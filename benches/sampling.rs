use criterion::{black_box, criterion_group, criterion_main, Criterion};
use rand::prelude::*;
use tombola::{draw, sample_distinct, sample_without_replacement};

fn bench_distinct(c: &mut Criterion) {
    let mut group = c.benchmark_group("distinct");

    // The counter scan dominates for large ranges.
    let sizes = [1_000, 10_000, 100_000];
    let k = 100;

    for &size in &sizes {
        group.bench_function(format!("throws_n{}_k{}", size, k), |b| {
            b.iter(|| {
                let picked =
                    sample_distinct(0, black_box(size), black_box(k)).expect("range ok");
                black_box(picked);
            })
        });
    }
    group.finish();
}

fn bench_without_replacement(c: &mut Criterion) {
    let mut group = c.benchmark_group("without_replacement");

    let sizes = [1_000, 10_000, 100_000];
    let k = 100;

    for &size in &sizes {
        group.bench_function(format!("exact_n{}_k{}", size, k), |b| {
            b.iter(|| {
                let picked = sample_without_replacement(0, black_box(size), black_box(k))
                    .expect("range ok");
                black_box(picked);
            })
        });
    }
    group.finish();
}

fn bench_scalar_draws(c: &mut Criterion) {
    let mut group = c.benchmark_group("draw");

    group.bench_function("uniform_int_10k", |b| {
        b.iter(|| {
            let mut rng = StdRng::seed_from_u64(0);
            let mut acc = 0usize;
            for _ in 0..10_000 {
                acc += draw::uniform_int(black_box(1_000), &mut rng);
            }
            black_box(acc);
        })
    });

    group.bench_function("standard_normal_10k", |b| {
        b.iter(|| {
            let mut rng = StdRng::seed_from_u64(0);
            let mut acc = 0.0f64;
            for _ in 0..10_000 {
                acc += draw::standard_normal(&mut rng);
            }
            black_box(acc);
        })
    });

    group.finish();
}

criterion_group!(
    benches,
    bench_distinct,
    bench_without_replacement,
    bench_scalar_draws
);
criterion_main!(benches);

---------------

TASK TO COMPLETE
Every line above should be duplicated exactly as it stands.

SOLVED PROBLEM
filename benches/sampling.rs
use criterion::{black_box, criterion_group, criterion_main, Criterion};
use rand::prelude::*;
use tombola::{draw, sample_distinct, sample_without_replacement};

fn bench_distinct(c: &mut Criterion) {
    let mut group = c.benchmark_group("distinct");

    // The counter scan dominates for large ranges.
    let sizes = [1_000, 10_000, 100_000];
    let k = 100;

    for &size in &sizes {
        group.bench_function(format!("throws_n{}_k{}", size, k), |b| {
            b.iter(|| {
                let picked =
                    sample_distinct(0, black_box(size), black_box(k)).expect("range ok");
                black_box(picked);
            })
        });
    }
    group.finish();
}

fn bench_without_replacement(c: &mut Criterion) {
    let mut group = c.benchmark_group("without_replacement");

    let sizes = [1_000, 10_000, 100_000];
    let k = 100;

    for &size in &sizes {
        group.bench_function(format!("exact_n{}_k{}", size, k), |b| {
            b.iter(|| {
                let picked = sample_without_replacement(0, black_box(size), black_box(k))
                    .expect("range ok");
                black_box(picked);
            })
        });
    }
    group.finish();
}

fn bench_scalar_draws(c: &mut Criterion) {
    let mut group = c.benchmark_group("draw");

    group.bench_function("uniform_int_10k", |b| {
        b.iter(|| {
            let mut rng = StdRng::seed_from_u64(0);
            let mut acc = 0usize;
            for _ in 0..10_000 {
                acc += draw::uniform_int(black_box(1_000), &mut rng);
            }
            black_box(acc);
        })
    });

    group.bench_function("standard_normal_10k", |b| {
        b.iter(|| {
            let mut rng = StdRng::seed_from_u64(0);
            let mut acc = 0.0f64;
            for _ in 0..10_000 {
                acc += draw::standard_normal(&mut rng);
            }
            black_box(acc);
        })
    });

    group.finish();
}

criterion_group!(
    benches,
    bench_distinct,
    bench_without_replacement,
    bench_scalar_draws
);
criterion_main!(benches);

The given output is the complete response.